Objectives This work aimed to construct a versatile, effective, and food-grade Agrobacterium tumefaciens -mediated transformation (ATMT) system for recombinant expression in the filamentous fungus Penicillium rubens (also known as Pencillium chrysogenum ). Results In this study, the wild-type P. chrysogenum VTCC 31172 strain was re-classified as P. rubens by a multilocus sequencing analysis. Further, the pyrG gene required for uridine/uracil biosynthesis was successfully deleted in the VTCC 31172 strain by homologous recombination to generate a stable uridine/uracil auxotrophic mutant (Δ pyrG ). The growth of the P. rubens Δ pyrG strain could be restored by uridine/uracil supplementation, and a new ATMT system based on the uridine/uracil auxotrophic mechanism was established for this strain. The optimal ATMT efficiency could reach 1750 transformants for 10 6 spores (equivalent to 0.18%).

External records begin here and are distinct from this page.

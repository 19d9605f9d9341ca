use std::collections::{BTreeSet, HashMap};

use serde::{Deserialize, Serialize};

use crate::analysis::{ThreatInfo, ThreatLevel};
use crate::card::{Card, CardCatalog, CardRole};
use crate::config::{ArenaConfig, DefenseConfig};
use crate::state::Tile;

/// Broad shape of an opposing threat.
#[derive(Copy, Clone, Debug, Eq, PartialEq, Hash, Serialize, Deserialize)]
#[serde(rename_all = "snake_case")]
pub enum ThreatClass {
    HeavyTank,
    FastWinCondition,
    AirWinCondition,
    GroundSwarm,
    AirSwarm,
    RangedSupport,
    SplashSupport,
    AirTank,
    AirSupport,
    Unknown,
}

impl ThreatClass {
    /// Class and base priority (1..=10) of an opposing card.
    pub fn classify(card: Option<Card>) -> (ThreatClass, f32) {
        use ThreatClass::*;
        let Some(card) = card else {
            return (Unknown, 5.0);
        };
        match card {
            Card::Giant | Card::Pekka | Card::ElectroGiant => (HeavyTank, 8.0),
            Card::Golem => (HeavyTank, 9.0),
            Card::MegaKnight => (HeavyTank, 7.0),
            Card::HogRider => (FastWinCondition, 9.0),
            Card::RamRider => (FastWinCondition, 8.0),
            Card::Balloon => (AirWinCondition, 9.0),
            Card::SkeletonArmy | Card::Barbarians => (GroundSwarm, 6.0),
            Card::GoblinGang => (GroundSwarm, 5.0),
            Card::MinionHorde => (AirSwarm, 7.0),
            Card::Musketeer => (RangedSupport, 6.0),
            Card::ElectroWizard => (RangedSupport, 7.0),
            Card::Wizard => (SplashSupport, 7.0),
            Card::LavaHound => (AirTank, 8.0),
            Card::BabyDragon => (AirSupport, 6.0),
            _ => (Unknown, 5.0),
        }
    }

    pub fn defense_category(self) -> DefenseCategory {
        match self {
            ThreatClass::HeavyTank => DefenseCategory::TankKiller,
            ThreatClass::FastWinCondition => DefenseCategory::BuildingDefense,
            ThreatClass::AirWinCondition
            | ThreatClass::AirSwarm
            | ThreatClass::AirTank
            | ThreatClass::AirSupport => DefenseCategory::AirDefense,
            ThreatClass::GroundSwarm => DefenseCategory::AreaDamage,
            ThreatClass::RangedSupport | ThreatClass::SplashSupport | ThreatClass::Unknown => {
                DefenseCategory::SingleTarget
            }
        }
    }
}

/// What kind of answer a defending card provides.
#[derive(Copy, Clone, Debug, Eq, PartialEq, Hash, Ord, PartialOrd, Serialize, Deserialize)]
#[serde(rename_all = "snake_case")]
pub enum DefenseCategory {
    SingleTarget,
    AreaDamage,
    AirDefense,
    TankKiller,
    BuildingDefense,
    SpellDefense,
}

impl DefenseCategory {
    pub fn of(card: Card) -> &'static [DefenseCategory] {
        use DefenseCategory::*;
        match card {
            Card::InfernoTower => &[TankKiller, BuildingDefense],
            Card::InfernoDragon => &[TankKiller, AirDefense],
            Card::MiniPekka => &[TankKiller, SingleTarget],
            Card::Bomber | Card::Valkyrie => &[AreaDamage],
            Card::Wizard | Card::BabyDragon => &[AreaDamage, AirDefense],
            Card::Musketeer | Card::Archers => &[AirDefense, SingleTarget],
            Card::Tesla => &[AirDefense, BuildingDefense],
            Card::Cannon | Card::Tombstone => &[BuildingDefense],
            Card::BombTower => &[BuildingDefense, AreaDamage],
            Card::Arrows => &[SpellDefense, AirDefense],
            Card::Fireball | Card::TheLog => &[SpellDefense, AreaDamage],
            Card::Zap => &[SpellDefense],
            _ => &[SingleTarget],
        }
    }
}

/// Seeded per-threat counters with their prior effectiveness.
#[derive(Clone, Debug, PartialEq, Serialize, Deserialize)]
pub struct CounterTable {
    counters: HashMap<Card, Vec<(Card, f32)>>,
}

impl CounterTable {
    pub fn new(counters: HashMap<Card, Vec<(Card, f32)>>) -> Self {
        Self { counters }
    }

    pub fn counters_for(&self, threat: Card) -> &[(Card, f32)] {
        self.counters.get(&threat).map(Vec::as_slice).unwrap_or(&[])
    }

    pub fn prior(&self, threat: Card, counter: Card) -> Option<f32> {
        self.counters_for(threat)
            .iter()
            .find(|(c, _)| *c == counter)
            .map(|(_, e)| *e)
    }
}

impl Default for CounterTable {
    fn default() -> Self {
        use Card::*;
        let entries: [(Card, &[(Card, f32)]); 11] = [
            (
                Giant,
                &[(InfernoTower, 0.9), (MiniPekka, 0.8), (Pekka, 0.85), (Cannon, 0.6), (Tesla, 0.7)],
            ),
            (
                Golem,
                &[(InfernoTower, 0.95), (Pekka, 0.9), (MiniPekka, 0.7), (InfernoDragon, 0.8)],
            ),
            (
                Pekka,
                &[(SkeletonArmy, 0.8), (MinionHorde, 0.85), (InfernoTower, 0.9), (InfernoDragon, 0.8)],
            ),
            (
                HogRider,
                &[(Cannon, 0.9), (Tesla, 0.85), (Tombstone, 0.8), (MiniPekka, 0.7), (Valkyrie, 0.6)],
            ),
            (
                Balloon,
                &[(Musketeer, 0.9), (Archers, 0.8), (Tesla, 0.85), (InfernoTower, 0.7), (Minions, 0.75)],
            ),
            (
                LavaHound,
                &[(Musketeer, 0.8), (Archers, 0.7), (Tesla, 0.75), (InfernoDragon, 0.6)],
            ),
            (
                MinionHorde,
                &[(Arrows, 0.95), (Zap, 0.8), (Fireball, 0.9), (Wizard, 0.85)],
            ),
            (
                SkeletonArmy,
                &[(Zap, 0.95), (TheLog, 0.9), (Arrows, 0.85), (Valkyrie, 0.8)],
            ),
            (
                GoblinGang,
                &[(Zap, 0.9), (TheLog, 0.95), (Arrows, 0.8), (Valkyrie, 0.75)],
            ),
            (XBow, &[(Rocket, 0.9), (Lightning, 0.85), (Giant, 0.8), (Golem, 0.75)]),
            (Mortar, &[(Rocket, 0.85), (Miner, 0.8), (HogRider, 0.75)]),
        ];
        Self::new(
            entries
                .into_iter()
                .map(|(threat, counters)| (threat, counters.to_vec()))
                .collect(),
        )
    }
}

/// Planned answer to the primary threat.
#[derive(Clone, Debug, PartialEq, Serialize, Deserialize)]
pub struct DefenseResponse {
    pub threat: Option<Card>,
    pub threat_class: ThreatClass,
    /// Base priority scaled by proximity, capped at 10.
    pub urgency: f32,
    pub category: DefenseCategory,
    pub primary: Card,
    pub secondary: Option<Card>,
    pub positions: Vec<(Card, Tile)>,
    /// Delay in seconds after the response starts, per card.
    pub timing: Vec<(Card, f32)>,
    pub expected_effectiveness: f32,
    pub total_cost: u16,
    pub requires_immediate_response: bool,
}

impl DefenseResponse {
    pub fn position_of(&self, card: Card) -> Option<Tile> {
        self.positions.iter().find(|(c, _)| *c == card).map(|(_, t)| *t)
    }
}

const SWARM_INDICATORS: [Card; 8] = [
    Card::SkeletonArmy,
    Card::Skeletons,
    Card::GoblinGang,
    Card::Goblins,
    Card::SpearGoblins,
    Card::MinionHorde,
    Card::Minions,
    Card::Bats,
];

/// Chooses defending cards and learns which counters work.
#[derive(Clone, Debug)]
pub struct DefensePlanner {
    config: DefenseConfig,
    arena: ArenaConfig,
    counters: CounterTable,
    learned: HashMap<(Card, Card), f32>,
}

impl DefensePlanner {
    pub fn new(config: DefenseConfig, arena: ArenaConfig, counters: CounterTable) -> Self {
        Self {
            config,
            arena,
            counters,
            learned: HashMap::new(),
        }
    }

    /// Current belief in `counter` against `threat`: learned value, else the
    /// seeded prior.
    pub fn effectiveness(&self, threat: Card, counter: Card) -> Option<f32> {
        self.learned
            .get(&(threat, counter))
            .copied()
            .or_else(|| self.counters.prior(threat, counter))
    }

    /// Moves the belief toward the observed outcome. Unknown pairs start at 0.5.
    pub fn record_outcome(&mut self, threat: Card, counter: Card, success: bool) -> f32 {
        let current = self.effectiveness(threat, counter).unwrap_or(0.5);
        let outcome = if success { 1.0 } else { 0.0 };
        let rate = self.config.learning_rate;
        let updated = (1.0 - rate) * current + rate * outcome;
        self.learned.insert((threat, counter), updated);
        tracing::debug!(%threat, %counter, success, effectiveness = updated, "defense outcome");
        updated
    }

    pub fn urgency(&self, base_priority: f32, distance: f32) -> f32 {
        let c = &self.config;
        let multiplier = if distance <= c.close_distance {
            c.close_urgency
        } else if distance <= c.near_distance {
            c.near_urgency
        } else if distance >= c.distant_distance {
            c.distant_urgency
        } else {
            1.0
        };
        (base_priority * multiplier).min(c.max_urgency)
    }

    pub fn should_use_spell_defense(&self, threats: &[ThreatInfo]) -> bool {
        let small = threats
            .iter()
            .filter(|t| t.level <= ThreatLevel::Medium)
            .count();
        small >= self.config.spell_threat_count
            || threats
                .iter()
                .any(|t| t.card.is_some_and(|c| SWARM_INDICATORS.contains(&c)))
    }

    /// Plans a response to the first threat using the given hand cards.
    ///
    /// `hand` should already exclude cards reserved elsewhere; every chosen
    /// card is affordable and the pair together fits in `resource`.
    pub fn plan(
        &self,
        threats: &[ThreatInfo],
        hand: &[Card],
        resource: f32,
        catalog: &CardCatalog,
    ) -> Option<DefenseResponse> {
        let threat = threats.first()?;
        let (threat_class, base_priority) = ThreatClass::classify(threat.card);
        let urgency = self.urgency(base_priority, threat.distance_to_goal);
        let category = threat_class.defense_category();
        let spell_ok = self.should_use_spell_defense(threats);

        let affordable: Vec<Card> = hand
            .iter()
            .copied()
            .filter(|c| catalog.affordable(*c, resource))
            .collect();
        let matches = |card: &Card| {
            let kinds = DefenseCategory::of(*card);
            kinds.contains(&category) || (spell_ok && kinds.contains(&DefenseCategory::SpellDefense))
        };
        let mut suitable: Vec<Card> = affordable.iter().copied().filter(matches).collect();
        if suitable.is_empty() {
            suitable = affordable
                .iter()
                .copied()
                .filter(|c| {
                    catalog.has_role(*c, CardRole::Defense) || catalog.has_role(*c, CardRole::Building)
                })
                .collect();
        }
        if suitable.is_empty() {
            return None;
        }

        let score = |card: Card| {
            let effectiveness = threat
                .card
                .and_then(|t| self.effectiveness(t, card))
                .unwrap_or_else(|| self.estimate(category, base_priority, card, 0));
            effectiveness * (1.0 - f32::from(catalog.cost(card)) / 10.0)
        };
        let mut ranked: Vec<(Card, f32)> = suitable.into_iter().map(|c| (c, score(c))).collect();
        ranked.sort_by(|a, b| b.1.partial_cmp(&a.1).unwrap_or(std::cmp::Ordering::Equal));

        let primary = ranked[0].0;
        let primary_cost = u16::from(catalog.cost(primary));
        let secondary = ranked.iter().skip(1).map(|(c, _)| *c).find(|c| {
            f32::from(primary_cost + u16::from(catalog.cost(*c))) <= resource + f32::EPSILON
        });

        let c = &self.config;
        let left = self.arena.is_left_lane(threat.position);
        let primary_tile = match (catalog.has_role(primary, CardRole::Building), left) {
            (true, true) => c.building_left,
            (true, false) => c.building_right,
            (false, true) => c.troop_left,
            (false, false) => c.troop_right,
        };
        let mut positions = vec![(primary, primary_tile)];
        let mut timing = vec![(primary, 0.0)];
        let requires_immediate_response = urgency >= c.immediate_urgency;
        let base_delay = if requires_immediate_response {
            self.config.urgent_secondary_delay
        } else {
            self.config.secondary_delay
        };
        for (i, card) in secondary.iter().enumerate() {
            let offset = i as i32;
            let tile = if left {
                Tile::new(c.secondary_left.x + offset, c.secondary_left.y)
            } else {
                Tile::new(c.secondary_right.x - offset, c.secondary_right.y)
            };
            positions.push((*card, tile));
            timing.push((*card, base_delay + i as f32 * self.config.extra_card_delay));
        }

        let total_cost = primary_cost + secondary.map(|s| u16::from(catalog.cost(s))).unwrap_or(0);
        Some(DefenseResponse {
            threat: threat.card,
            threat_class,
            urgency,
            category,
            primary,
            secondary,
            positions,
            timing,
            expected_effectiveness: self.estimate(
                category,
                base_priority,
                primary,
                usize::from(secondary.is_some()),
            ),
            total_cost,
            requires_immediate_response,
        })
    }

    /// Cheapest affordable win condition to follow a successful defense.
    pub fn counter_attack_opportunity(
        &self,
        successful_defense: bool,
        remaining: f32,
        deck: &[Card],
        catalog: &CardCatalog,
    ) -> Option<Card> {
        if !successful_defense || remaining < self.config.counter_attack_min_elixir {
            return None;
        }
        deck.iter()
            .copied()
            .filter(|c| catalog.has_role(*c, CardRole::WinCondition) && catalog.affordable(*c, remaining))
            .min_by_key(|c| catalog.cost(*c))
    }

    /// Threat/counter pairs with learned values.
    pub fn learned_pairs(&self) -> BTreeSet<(Card, Card)> {
        self.learned.keys().copied().collect()
    }

    /// Heuristic effectiveness when no learned or seeded value exists.
    fn estimate(&self, category: DefenseCategory, base_priority: f32, card: Card, secondaries: usize) -> f32 {
        let c = &self.config;
        let mut value = c.base_effectiveness;
        if DefenseCategory::of(card).contains(&category) {
            value += c.category_match_bonus;
        }
        value += c.secondary_bonus * secondaries as f32;
        if base_priority >= c.dangerous_threat_priority {
            value -= c.dangerous_threat_penalty;
        }
        f32::min(value, 1.0)
    }
}

#[cfg(test)]
mod tests {
    use super::*;

    fn planner() -> DefensePlanner {
        DefensePlanner::new(
            DefenseConfig::default(),
            ArenaConfig::default(),
            CounterTable::default(),
        )
    }

    #[test]
    fn outcome_moves_toward_observation() {
        let mut p = planner();
        let before = p.effectiveness(Card::Giant, Card::Cannon).unwrap();
        let after = p.record_outcome(Card::Giant, Card::Cannon, true);
        assert!(after > before);
        assert!((after - (0.8 * 0.6 + 0.2)).abs() < 1e-5);
        let after_fail = p.record_outcome(Card::Giant, Card::Cannon, false);
        assert!(after_fail < after);
    }

    #[test]
    fn unknown_pair_starts_neutral() {
        let mut p = planner();
        assert_eq!(p.effectiveness(Card::Knight, Card::Zap), None);
        let e = p.record_outcome(Card::Knight, Card::Zap, false);
        assert!((e - 0.4).abs() < 1e-5);
    }

    #[test]
    fn urgency_scales_with_distance() {
        let p = planner();
        assert_eq!(p.urgency(8.0, 2.0), 10.0);
        assert!((p.urgency(5.0, 5.0) - 6.0).abs() < 1e-5);
        assert!((p.urgency(5.0, 13.0) - 3.5).abs() < 1e-5);
    }
}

In addition, supplementation of uridine/uracil at the concentrations of 0.005–0.02% during the co-cultivation process significantly promoted transformation efficiency. Especially, we demonstrated that the pyrG marker and the amyB promoter from the koji mold Aspergillus oryzae were fully functional in P. rubens Δ pyrG . Expression of the DsRed reporter gene under the regulation of the A. oryzae amyB promoter lighted up the mycelium of P. rubens with a robust red signal under fluorescence microscopy. Furthermore, genomic integration of multiple copies of the Aspergillus fumigatus phyA gene under the control of the amyB promoter significantly enhanced phytase activity in P. rubens . Conclusions The ATMT system developed in our work provides a safe genetic platform for producing recombinant products in P. rubens without using drug resistance markers.